31 de janeiro de 2015

Participação em “Encontros com o património: Cottinelli Telmo".

Serve o present post para informar que, por ocasião da exposição “Os Arquitectos são poetas também”, dedicadas à obra e vida de Cottineli Telmo, patente no Padrão dos Descobrimentos, projectado por ele-mesmo e o escultor Leopoldo de Almeida, participámos no programa radiofónico da TSF, “Encontros com o património”.

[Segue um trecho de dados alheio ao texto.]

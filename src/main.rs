//! Turbo Specialize CLI
//!
//! Usage:
//!   turbogen kernels.py --bind tsum:T=float32
//!   turbogen kernels.py --bind Buffers:T=int16 --out build --json
//!   turbogen kernels.py --bind fill:X=7 --emit

use std::collections::BTreeMap;
use std::path::PathBuf;
use std::sync::Arc;

use clap::Parser as ClapParser;
use colored::Colorize;
use serde::Serialize;

use turbo_specialize::native::{CompileRequest, Signature};
use turbo_specialize::{
    declare_file, CompileContext, ConstValue, Placeholder, ScalarType, Specialized, TurboConfig, TurboError,
    TurboResult, TypeArg, UnavailableCompiler,
};

#[derive(ClapParser, Debug)]
#[command(name = "turbogen")]
#[command(version = "0.1.0")]
#[command(about = "Generates specialized Cython units from @turbo kernels")]
struct Args {
    /// Source file holding the annotated kernels
    #[arg(value_name = "FILE")]
    input: PathBuf,

    /// Module name the kernels are declared in (defaults to the file stem)
    #[arg(short = 'm', long = "module")]
    module: Option<String>,

    /// Bind a placeholder on a function or class (e.g., "tsum:T=float32")
    #[arg(short = 'b', long = "bind", value_parser = parse_binding)]
    bindings: Vec<Binding>,

    /// Output root for generated packages
    #[arg(short = 'o', long = "out")]
    output_root: Option<PathBuf>,

    /// JSON config file
    #[arg(short = 'c', long = "config")]
    config: Option<PathBuf>,

    /// Output a JSON manifest
    #[arg(short = 'j', long = "json")]
    json_output: bool,

    /// Print generated sources
    #[arg(short = 'e', long = "emit")]
    emit: bool,

    /// Verbose output
    #[arg(short = 'v', long = "verbose")]
    verbose: bool,
}

#[derive(Debug, Clone)]
struct Binding {
    target: String,
    placeholder: Placeholder,
    arg: TypeArg,
}

fn parse_binding(s: &str) -> Result<Binding, String> {
    let (target, rest) = s
        .split_once(':')
        .ok_or_else(|| format!("Invalid binding format: {}", s))?;
    let (name, value) = rest
        .split_once('=')
        .ok_or_else(|| format!("Invalid binding format: {}", s))?;
    let placeholder = Placeholder::parse(name.trim()).ok_or_else(|| format!("Invalid placeholder: {}", name))?;
    Ok(Binding {
        target: target.trim().to_string(),
        placeholder,
        arg: parse_arg(value.trim()),
    })
}

/// Type names first, then numbers and booleans, anything else is a string
fn parse_arg(value: &str) -> TypeArg {
    let name = value.strip_prefix("np.").unwrap_or(value);
    if let Some(ty) = ScalarType::from_name(name) {
        return ty.into();
    }
    if let Ok(n) = value.parse::<i64>() {
        return n.into();
    }
    if let Ok(x) = value.parse::<f64>() {
        return x.into();
    }
    match value {
        "True" | "true" => true.into(),
        "False" | "false" => false.into(),
        _ => TypeArg::Obj(ConstValue::Str(value.to_string())),
    }
}

#[derive(Debug, Serialize)]
struct ManifestEntry {
    target: String,
    function: String,
    complete: bool,
    bindings: BTreeMap<String, String>,
    #[serde(skip_serializing_if = "Option::is_none")]
    request: Option<CompileRequest>,
    #[serde(skip_serializing_if = "Option::is_none")]
    signature: Option<Signature>,
}

fn manifest_entry(target: &str, specialized: &Specialized) -> ManifestEntry {
    let bindings = specialized
        .variant()
        .bindings()
        .iter()
        .map(|(p, arg)| (p.to_string(), arg.to_string()))
        .collect();
    let entry = specialized.as_complete().map(|complete| complete.entry().clone());
    ManifestEntry {
        target: target.to_string(),
        function: entry
            .as_ref()
            .map_or_else(|| specialized.name().to_string(), |e| e.function_name().to_string()),
        complete: specialized.is_complete(),
        bindings,
        request: entry.as_ref().map(|e| e.request().clone()),
        signature: entry.as_ref().map(|e| e.signature().clone()),
    }
}

fn load_config(args: &Args) -> TurboResult<TurboConfig> {
    let config = match &args.config {
        Some(path) => TurboConfig::load(path)?,
        None => TurboConfig::default(),
    };
    Ok(match &args.output_root {
        Some(root) => config.with_output_root(root),
        None => config,
    })
}

fn module_name(args: &Args) -> String {
    args.module.clone().unwrap_or_else(|| {
        args.input
            .file_stem()
            .and_then(|stem| stem.to_str())
            .unwrap_or("module")
            .to_string()
    })
}

fn run(args: &Args) -> TurboResult<Vec<(ManifestEntry, Option<String>)>> {
    let config = load_config(args)?;
    let module = module_name(args);
    let ctx = CompileContext::new();
    let _scope = ctx.no_compile();
    let (_engine, mut declared) = declare_file(&args.input, &module, config, Arc::new(UnavailableCompiler), &ctx)?;

    for binding in &args.bindings {
        if let Some(function) = declared.functions.get_mut(&binding.target) {
            *function = function.bind(&ctx, binding.placeholder, binding.arg.clone())?;
        } else if let Some(class) = declared.classes.get_mut(&binding.target) {
            *class = class.bind(&ctx, binding.placeholder, binding.arg.clone())?;
        } else {
            return Err(TurboError::no_such_variable(binding.target.as_str()));
        }
    }

    let mut report = Vec::new();
    let members = declared.functions.iter().map(|(name, f)| (name.clone(), f)).chain(
        declared
            .classes
            .iter()
            .flat_map(|(class, g)| g.members().iter().map(move |(name, m)| (format!("{}.{}", class, name), m))),
    );
    for (target, specialized) in members {
        let text = match specialized.as_complete() {
            Some(complete) if args.emit => Some(complete.unit_text()?),
            _ => None,
        };
        report.push((manifest_entry(&target, specialized), text));
    }
    Ok(report)
}

fn main() {
    let args = Args::parse();

    let filter = if args.verbose { "debug" } else { "info" };
    env_logger::Builder::from_env(env_logger::Env::default().default_filter_or(filter)).init();

    if args.verbose {
        println!("{}", "Turbo Specialize".bold().blue());
        println!("{}", "=".repeat(35));
        println!("{}: {}", "Input".green(), args.input.display());
        println!();
    }

    let report = match run(&args) {
        Ok(report) => report,
        Err(e) => {
            eprintln!("{}: {}", "Error".red(), e);
            std::process::exit(1);
        }
    };

    if args.json_output {
        let entries: Vec<&ManifestEntry> = report.iter().map(|(entry, _)| entry).collect();
        match serde_json::to_string_pretty(&entries) {
            Ok(json) => println!("{}", json),
            Err(e) => {
                eprintln!("{}: Failed to serialize to JSON: {}", "Error".red(), e);
                std::process::exit(1);
            }
        }
    } else if args.emit {
        for (entry, text) in &report {
            if let Some(text) = text {
                println!("{} {}", "#".dimmed(), entry.function.bold());
                println!("{}", text);
            }
        }
    } else {
        print_report(&report);
    }
}

fn print_report(report: &[(ManifestEntry, Option<String>)]) {
    println!("{}", "Declared Kernels".bold().green());
    println!("{}", "=".repeat(50));
    for (entry, _) in report {
        println!();
        let status = if entry.complete {
            "complete".green()
        } else {
            "partial".yellow()
        };
        println!("{} {} ({})", "Kernel".bold(), entry.target.bold(), status);
        println!("  {}: {}", "Function".cyan(), entry.function);
        if !entry.bindings.is_empty() {
            let bindings: Vec<String> = entry.bindings.iter().map(|(p, arg)| format!("{}={}", p, arg)).collect();
            println!("  {}: {}", "Bindings".cyan(), bindings.join(", "));
        }
        if let Some(request) = &entry.request {
            println!("  {}: {}", "Unit".cyan(), request.source_path.display());
            println!("  {}: {}", "Module".cyan(), request.module);
        }
    }
}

Conduzida por Manuel Vilas-Boas, o programa espelhou a carreira multifacetada do autor português, focando-se o cinema com a presença de João Mário Grilo, a dimensão da banda desenhada e ilustração com este vosso criado, e, claro está, a espinha dorsal do programa, a sua vida como arquitecto com duas historiadoras de arte, Joana Brites e Ana Mehnert Pascoal. (Mais) 

Dada a centralidade da sua obra arquitectónica, que não apenas constituiu o cerne da sua vida profissional e acesso a muitas das vias do seu trabalho, para além das ligações familiares que estabeleceu com tantas outras disciplinas (sobretudo o cinema), a banda desenhada, e a nossa intervenção, centra-se apenas em dimensões amplamente estudadas e apresentadas pelos historiadores desta arte no nosso país, como António Dias de Deus, João Pedro Ferro, Carlos Bandeiras Pinheiro e João Paiva Boléo, tendo estes dois últimos editado o volume O pirilau que vendia balões e outras histórias de Cottinelli Telmo, em 1999, através da Bedeteca de Lisboa e a Baleiazul, ainda hoje o volume de referência que agrega a obra banda desenhística, mas além dela, do autor.

A exposição, sendo apresentada num espaço tão exíguo, procura articular todas as dimensões multidisciplinares de uma forma integrada, mas não deixa de ser surpreendente encontrar ali a presença de muito (todo?) o material de Cottinelli Telmo nestas áreas, desde capas de livros ao incontornável e fundamental ABC-Zinho, mas incluindo-se mesmo desenhos que, sendo “soltos”, fizeram um imaginário muito próprio do autor. Deixamos algumas fotos [sem qualidade].

Estes historiadores, e outros, já apresentaram de forma consabida os dados biográficos, bibliográficos e estéticos que há a apontar, e dos quais bebemos. Resta-nos apenas acrescentar que, sendo Cottinelli Telmo um autor importantíssimo, de charneira mesmo, importa também compreender a sua plena integração num tempo particular, em que o acesso geral à cultura, às disciplinas expressivas, à possibilidade de criar, não era de forma algum nem um dado adquirido nem uma possibilidade simples, mas antes um caminho estreito. Isto significa que a sua integração num panorama mais alargado, europeu, é significativo, sendo possível associá-lo a tendências estilísticas que já vinham sendo cultivadas noutros países no mundo da ilustração de imprensa, caricatural e ensaística até, e que passaria em parte pela banda desenhada. Ainda assim, com Stuart e, depois Botelho, Nunes, e outros artistas, trata-se de uma geração que se encontra antes daquela linguagem “clássica” e “apurada” que se tornaria a norma com advento dos, posteriores, Saint-Ogan e Hergé.

Além disso, se há dimensão do “modernismo” que há a apontar de forma vincada, será menos a multidisciplinaridade do autor – inegável, mas tanto fruto das circunstâncias sócio-históricas do Portugal do primeiro quartel do século XX como recorrentes nos círculos artísticos desde longa data – do que a eleição da superfície como o plano principal do seu trabalho no desenho com vista à publicação, da ilustração e banda desenhada. Ao lermos Pirilau, A fita americana ou as outras histórias curtas, o mais surpreendente é a sua espécie de recusa à ilusão de profundidade, de aceder à “janela” de Alberti e Brunelleschi, mas antes à criação de um mundo totalmente bidimensional, de um prazer da linha habitando a superfície opaca do papel, o que se nota igualmente pelos seus dons de composição de capas, de desenhos soltos, de colagens, etc., enfim, numa noção primeira de design, que não em funções de projecção (cinematográfica, arquitectónica, etc.). Se já a sua “escrita” - mais tarde, já abandonados os “bonecos”, cumprido por outros mestres da bd portuguesa – poderá parecer algo antiquada, datada e reveladora das perspectivas sociais do seu tempo (mas também, aqui e ali, demonstrando alguns princípios de vislumbre de uma diferença positiva), as suas pranchas continuam, a nosso ver, a estar pejadas de uma verve imagética irrefragrável.

O programa é transmitido hoje às 12h10, com repetição à 1 da manhã. Para aceder ao programa em podcast, visitar aqui.


Estamos gratos à equipa do programa pelo convite.